Para penonton di kiri kanan saya marah. Padahal yang kutepuk-tangani adalah keandalan skill manusia yang kebetulan menjadi kiper Thailand. Aku cinta manusia dengan ketekunannya melatih hidup. Hal Thailand-Indonesia itu relatif. Sesudah Indonesia kalah adu penalti, kalau besoknya ditandingkan lagi bisa saja kita menang. Juara itu berlaku sedetik, berlaku hanya di salah satu koordinat ruang dan waktu. Begitu bergeser koordinatnya, bisa terbalik juaranya”.

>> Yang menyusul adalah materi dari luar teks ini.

//! User-facing texts and history lines.

use chrono::NaiveDate;

use roomfinder_core::types::{Currency, HotelRecord};

pub const WELCOME: &str = "Hello! I am the Roomfinder bot and I will help you find a hotel. \
                           Type /help to see what I can do.";

pub const HELP: &str = "Here is what I can do:\n\
                        /lowprice - cheapest hotels in a city;\n\
                        /highprice - most expensive hotels in a city;\n\
                        /bestdeal - hotels matching a price range and a distance from the center;\n\
                        /history - show your search history";

pub const GREETING_REPLY: &str = "Hello, traveller! Type /help to see what I can do.";
pub const NOT_UNDERSTOOD: &str =
    "I don't understand you. Repeat or type /help to see the available commands.";
pub const GENERIC_FAILURE: &str = "An unexpected error occurred. The service may be unavailable \
                                   right now. Please try again a bit later.";
pub const ANYTHING_ELSE: &str = "What else can I help you with? (/help for the list of commands)";
pub const CANCELLED: &str = "The request was cancelled. Type /help to see the available commands.";
pub const USE_BUTTONS: &str = "Please use the buttons above.";
pub const STALE_BUTTON: &str = "This button is no longer active.";

pub const VOICE_NOT_UNDERSTOOD: &str =
    "Sorry, I could not make out your voice message. Please repeat it or type it.";
pub const VOICE_UNAVAILABLE: &str =
    "Voice recognition is unavailable right now. Please type your message.";

pub const ASK_TOWN: &str = "Which city should I search in?";
pub const PLEASE_WAIT: &str = "Processing your request, please wait...";
pub const TOWN_NOT_FOUND: &str = "City not found. Check the name or enter another city:";
pub const CHOOSE_TOWN: &str = "Choose your city from the list:";

pub const ASK_CHECK_IN: &str = "Choose the CHECK-IN date:";
pub const CHECK_IN_IN_PAST: &str =
    "The check-in date cannot be earlier than today. Choose the CHECK-IN date:";

pub const RESULT_COUNT_INVALID: &str = "I don't understand you. Please enter a number:";
pub const ASK_CURRENCY: &str = "Choose the currency:";
pub const CURRENCY_INVALID: &str = "Unknown currency. Please choose a currency from the list below!";
pub const ASK_DISTANCE_RANGE: &str =
    "Enter the range of distance from the center in kilometres, separated by a space:";
pub const DISTANCE_RANGE_INVALID: &str = "I don't understand you. Enter two numbers in kilometres!";

pub const NOTHING_FOUND: &str = "Sorry, nothing was found for these parameters. \
                                 Try again with different search parameters.";
pub const ASK_PHOTOS: &str = "Would you like to see hotel photos?";
pub const YES_NO_INVALID: &str = "Please answer yes or no.";
pub const CHOOSE_HOTEL: &str = "Which hotel's photos should I show?";
pub const LOADING_PHOTOS: &str = "Loading photos, please wait...";
pub const NO_PHOTOS: &str =
    "No photos found for this hotel. Would you like to see photos of another hotel?";
pub const MORE_PHOTOS: &str = "Would you like to see photos of another hotel?";

pub const HISTORY_EMPTY: &str = "You have not searched for anything yet. \
                                 Enter a command, or /help for the list of commands.";
pub const HISTORY_CHOOSE: &str = "Choose a search from the list:";

/// History line written when a search found nothing.
pub const NOTHING_FOUND_LINE: &str = "Nothing found.";

pub fn ask_check_out(arrival: NaiveDate) -> String {
    format!("Check-in date: {}. Choose the CHECK-OUT date:", arrival)
}

pub fn check_out_not_after(arrival: NaiveDate) -> String {
    format!(
        "The check-out date must be later than the check-in date ({}). Choose the CHECK-OUT date:",
        arrival
    )
}

pub fn ask_result_count(arrival: NaiveDate, departure: NaiveDate, max: u32) -> String {
    format!(
        "Check-in date: {}, check-out date: {}.\nHow many hotels should I show? (no more than {})",
        arrival, departure, max
    )
}

pub fn ask_price_range(currency: Currency) -> String {
    format!(
        "Enter the price range in {}, separated by a space:",
        currency.label()
    )
}

pub fn price_range_invalid(currency: Currency) -> String {
    format!(
        "I don't understand you. Enter two amounts in {}:",
        currency.label()
    )
}

pub fn ask_photo_count(max: u32) -> String {
    format!("How many photos should I show? (no more than {})", max)
}

pub fn photo_count_out_of_range(max: u32) -> String {
    format!(
        "I can show you no more than {} photos. Enter a number from 1 to {}.",
        max, max
    )
}

pub fn photo_count_invalid(max: u32) -> String {
    format!("I don't understand you. Enter a number from 1 to {}!", max)
}

/// History line recording the chosen town.
pub fn town_line(town: &str) -> String {
    format!("Town: {}", town)
}

/// Numbered result lines, `"1. <hotel>"`, in presentation order.
pub fn result_lines(records: &[HotelRecord]) -> Vec<String> {
    records
        .iter()
        .enumerate()
        .map(|(i, hotel)| format!("{}. {}", i + 1, hotel))
        .collect()
}

/// Whether free text is a greeting.
pub fn is_greeting(text: &str) -> bool {
    matches!(
        text.trim().to_lowercase().as_str(),
        "hello" | "hi" | "привет"
    )
}

#[cfg(test)]
mod tests {
    use super::*;

    fn record(name: &str) -> HotelRecord {
        HotelRecord {
            name: name.to_string(),
            address: "1 Main St".to_string(),
            price_summary: "$90".to_string(),
            distance_from_center: "0,4 km".to_string(),
            provider_id: "1".to_string(),
            photo_urls: vec![],
        }
    }

    #[test]
    fn test_result_lines_are_numbered() {
        let lines = result_lines(&[record("A"), record("B")]);
        assert_eq!(lines.len(), 2);
        assert_eq!(
            lines[0],
            "1. A is located at: 1 Main St, 0,4 km from the center. Total price: $90"
        );
        assert!(lines[1].starts_with("2. B "));
        assert!(result_lines(&[]).is_empty());
    }

    #[test]
    fn test_prompts_mention_values() {
        let d = NaiveDate::from_ymd_opt(2026, 11, 1).unwrap();
        assert!(ask_check_out(d).contains("2026-11-01"));
        assert!(check_out_not_after(d).contains("2026-11-01"));
        assert!(ask_result_count(d, d, 25).contains("no more than 25"));
        assert!(ask_price_range(Currency::Eur).contains("euros"));
        assert!(price_range_invalid(Currency::Rub).contains("roubles"));
        assert!(photo_count_out_of_range(7).contains("from 1 to 7"));
    }

    #[test]
    fn test_town_line() {
        assert_eq!(town_line("Paris"), "Town: Paris");
    }

    #[test]
    fn test_is_greeting() {
        assert!(is_greeting("Hello"));
        assert!(is_greeting(" hi "));
        assert!(is_greeting("Привет"));
        assert!(!is_greeting("hello there"));
    }

    #[test]
    fn test_help_lists_every_command() {
        for cmd in ["/lowprice", "/highprice", "/bestdeal", "/history"] {
            assert!(HELP.contains(cmd));
        }
    }
}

Ketika Arema dan Aremania berulang tahun di stadion Tumpang Malang, kutawarkan transformasi logika dari sebuah lagu Timor: “Kalah atau Menang, Arema lebih baik. Karena yang lain bukan Arema”. Itu tidak ditolak oleh massa Aremania, meskipun – kalau memandang ekspresi wajah-wajah mereka – belum benar-benar diterima. Aku sekadar mengupayakan suatu cara tahap bersikap bahwa kita mendukung atau tidak mendukung tidak berdasarkan menang atau kalah, sedang berkuasa atau tidak. Nanti tahap berikutnya ada pola sikap yang lebih substansial lagi.

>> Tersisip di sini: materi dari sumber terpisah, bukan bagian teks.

//! # Credential Persistence
//!
//! Durable key/value storage for the summarization credential: a JSON map
//! in the platform configuration directory, read back on demand under a
//! fixed key. No expiry and no validation of the stored value.

use async_trait::async_trait;
use errors::CredentialError;
use pd_core::traits::CredentialStore;
use pd_core::types::ApiKey;
use std::collections::HashMap;
use std::path::{Path, PathBuf};

/// Fixed key the summarization credential is stored under.
pub const SUMMARIZER_API_KEY: &str = "summarizer_api_key";

/// [`CredentialStore`] over a JSON file.
#[derive(Debug, Clone)]
pub struct FileCredentialStore {
    path: PathBuf
}

impl FileCredentialStore {
    /// Store backed by an explicit file path.
    pub fn new(path: impl Into<PathBuf>) -> Self {
        Self { path: path.into() }
    }

    /// Store backed by `credentials.json` in the platform config
    /// directory for this application.
    pub fn from_project_dirs() -> Result<Self, CredentialError> {
        let dirs = directories::ProjectDirs::from("", "", "paperdrive")
            .ok_or(CredentialError::NoConfigDir)?;
        Ok(Self::new(dirs.config_dir().join("credentials.json")))
    }

    pub fn path(&self) -> &Path {
        &self.path
    }

    async fn read_map(&self) -> Result<HashMap<String, String>, CredentialError> {
        match tokio::fs::read_to_string(&self.path).await {
            Ok(contents) => serde_json::from_str(&contents).map_err(|e| {
                CredentialError::Corrupted {
                    reason: e.to_string()
                }
            }),
            Err(e) if e.kind() == std::io::ErrorKind::NotFound => Ok(HashMap::new()),
            Err(e) => Err(CredentialError::Io {
                reason: e.to_string()
            })
        }
    }

    async fn write_map(&self, map: &HashMap<String, String>) -> Result<(), CredentialError> {
        if let Some(parent) = self.path.parent() {
            tokio::fs::create_dir_all(parent)
                .await
                .map_err(|e| CredentialError::Io {
                    reason: e.to_string()
                })?;
        }

        let contents = serde_json::to_string_pretty(map).map_err(|e| CredentialError::Io {
            reason: e.to_string()
        })?;
        tokio::fs::write(&self.path, contents)
            .await
            .map_err(|e| CredentialError::Io {
                reason: e.to_string()
            })
    }
}

#[async_trait]
impl CredentialStore for FileCredentialStore {
    type Error = CredentialError;

    async fn load(&self) -> Result<Option<ApiKey>, Self::Error> {
        let map = self.read_map().await?;
        Ok(map.get(SUMMARIZER_API_KEY).map(ApiKey::new))
    }

    async fn store(&self, key: &ApiKey) -> Result<(), Self::Error> {
        let mut map = self.read_map().await?;
        map.insert(SUMMARIZER_API_KEY.to_string(), key.as_str().to_string());
        self.write_map(&map).await
    }
}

Memang hampir mustahil menerapkan sikap universal terhadap kebenaran, kebaikan dan kemashlahatan. Itu membuatku murung oleh keadaan masa kini, yang menyembah segala hal yang sifatnya temporer, bias, terbalik-balik substansinya, tidak hakiki. Aku tidak bisa dan memang tidak wajib melakukan apa-apa atas kondisi itu. Sehingga kukatakan: “Ya sudah. Ambillah. Kalian sudah mantap. Salamun ‘alaikum la abtaghi…..”. Kecuali “perintah” itu datang.
Untuk sementara, kalau ada yang bertanya, aku menjawab: “Berhati-hatilah kepada manusia. Kalau manusia mendapat keuntungan darimu, maka kau di-Nabi-kan, bahkan di-Tuhan-kan. Kau selalu benar, tidak boleh salah, tidak boleh ada yang menyalahkanmu. Tapi kalau suatu hari ia tidak mendapatkan lagi keuntungan darimu, atau kau jatuh dari kekuasaanmu, maka kau segera akan di-Iblis-kan. Atau kalau manusia mendapatkan tuhan yang dianggap lebih tuhan darimu, maka dicopot kostum tuhan darimu”.

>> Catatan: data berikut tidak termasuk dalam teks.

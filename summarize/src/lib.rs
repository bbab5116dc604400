//! # Summarization Flow
//!
//! Produces a summary for the active document's extracted text, gated by
//! credential availability.
//!
//! Per generation attempt: `Idle` → (no text: stay `Idle`) → (no
//! credential: `AwaitingCredential`) → `Generating` → exactly one adapter
//! call → `Idle`. Failures leave the summary unchanged; nothing retries
//! automatically.
//!
//! The credential is injected configuration: loaded once from the durable
//! store when the flow is built, updated only through
//! [`SummaryFlow::submit_credential`], which also persists it under the
//! store's fixed key.

use errors::{CredentialError, SummarizeError};
use pd_core::traits::{CredentialStore, Summarizer};
use pd_core::types::ApiKey;
use std::sync::Arc;
use store::SharedStore;
use tokio::sync::RwLock;

/// Observable state of the flow between calls.
#[derive(Debug, Clone, Copy, PartialEq, Eq, Default)]
pub enum FlowState {
    #[default]
    Idle,
    /// Generation was requested with text present but no credential; the
    /// presentation layer must collect one and call `submit_credential`.
    AwaitingCredential,
    /// An adapter call is in flight.
    Generating
}

/// What one `request_generation` attempt did.
#[derive(Debug, Clone, Copy, PartialEq, Eq)]
pub enum GenerationOutcome {
    /// No extracted text for the current selection; nothing happened.
    NoExtractedText,
    /// Credential missing; no adapter call was made.
    AwaitingCredential,
    /// The summary was generated and written to the selected document.
    Generated
}

pub struct SummaryFlow {
    summarizer: Arc<dyn Summarizer<Error = SummarizeError>>,
    credentials: Arc<dyn CredentialStore<Error = CredentialError>>,
    store: SharedStore,
    key: RwLock<Option<ApiKey>>,
    state: RwLock<FlowState>
}

impl SummaryFlow {
    /// Builds the flow, sourcing the credential from the durable store
    /// once. A store read failure is logged and treated as "no
    /// credential".
    pub async fn new(
        summarizer: Arc<dyn Summarizer<Error = SummarizeError>>,
        credentials: Arc<dyn CredentialStore<Error = CredentialError>>,
        store: SharedStore
    ) -> Self {
        let key = match credentials.load().await {
            Ok(key) => key,
            Err(e) => {
                tracing::warn!(error = %e, "Failed to read stored credential");
                None
            }
        };

        Self {
            summarizer,
            credentials,
            store,
            key: RwLock::new(key),
            state: RwLock::new(FlowState::Idle)
        }
    }

    pub async fn state(&self) -> FlowState {
        *self.state.read().await
    }

    pub async fn has_credential(&self) -> bool {
        self.key.read().await.is_some()
    }

    /// Runs one generation attempt for the current selection.
    ///
    /// The target document id and its text are captured before the
    /// adapter call; if the selection changes mid-flight the result is
    /// still written to the document it was generated for (a no-op if
    /// that document vanished in the meantime).
    #[tracing::instrument(skip(self))]
    pub async fn request_generation(&self) -> Result<GenerationOutcome, SummarizeError> {
        let captured = {
            let store = self.store.read().await;
            match (store.selected_id(), store.extracted_text()) {
                (Some(id), Some(text)) if !text.trim().is_empty() => {
                    Some((id.clone(), text.to_string()))
                }
                _ => None
            }
        };

        let Some((document_id, text)) = captured else {
            return Ok(GenerationOutcome::NoExtractedText);
        };

        let key = self.key.read().await.clone();
        let Some(key) = key else {
            *self.state.write().await = FlowState::AwaitingCredential;
            return Ok(GenerationOutcome::AwaitingCredential);
        };

        *self.state.write().await = FlowState::Generating;

        match self.summarizer.generate(&text, &key).await {
            Ok(summary) => {
                self.store
                    .write()
                    .await
                    .set_summary(&document_id, &summary);
                *self.state.write().await = FlowState::Idle;
                tracing::info!(document_id = %document_id, "Summary generated");
                Ok(GenerationOutcome::Generated)
            }
            Err(e) => {
                *self.state.write().await = FlowState::Idle;
                tracing::error!(error = %e, "Failed to generate summary");
                Err(e)
            }
        }
    }

    /// Stores the credential (durably and for the rest of the process)
    /// and re-enters the flow from the top.
    ///
    /// Persistence failures are logged and do not block generation; the
    /// in-memory credential still outlives this flow invocation.
    #[tracing::instrument(skip(self, key))]
    pub async fn submit_credential(
        &self,
        key: ApiKey
    ) -> Result<GenerationOutcome, SummarizeError> {
        if let Err(e) = self.credentials.store(&key).await {
            tracing::warn!(error = %e, "Failed to persist credential");
        }
        *self.key.write().await = Some(key);
        *self.state.write().await = FlowState::Idle;

        self.request_generation().await
    }
}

“Manusia sangat gemar menciptakan berhala untuk dituhankan. Baik di bidang keartisan, kebudayaan, politik atau apapun saja. Mereka yang bikin berhala, ditonjol-tonjolkan, diumum-umumkan, diviral-viralkan, dicitra-citrakan. Mereka sendiri yang menuhankan berhala itu. Tapi kapan berhala itu tidak menguntungkan, tidak marketable, tidak laku di pasaran, mereka ganti tuhan yang baru. Tanyalah kepada anak-anak daerah yang diangkat-angkat di Jakarta, dituhan-tuhankan, dibikin ngetop – tapi begitu tidak laku, ia ditinggalkan, dan balik jadi sopir Angkot di daerah. Sesungguhnya tuhan sejatinya manusia adalah dirinya sendiri, kepentingannya sendiri, nafsunya sendiri, pamrih keuntungannya sendiri”.
Maka aku gembira dikasih tahu oleh anakku tentang Dmitry Itskov itu.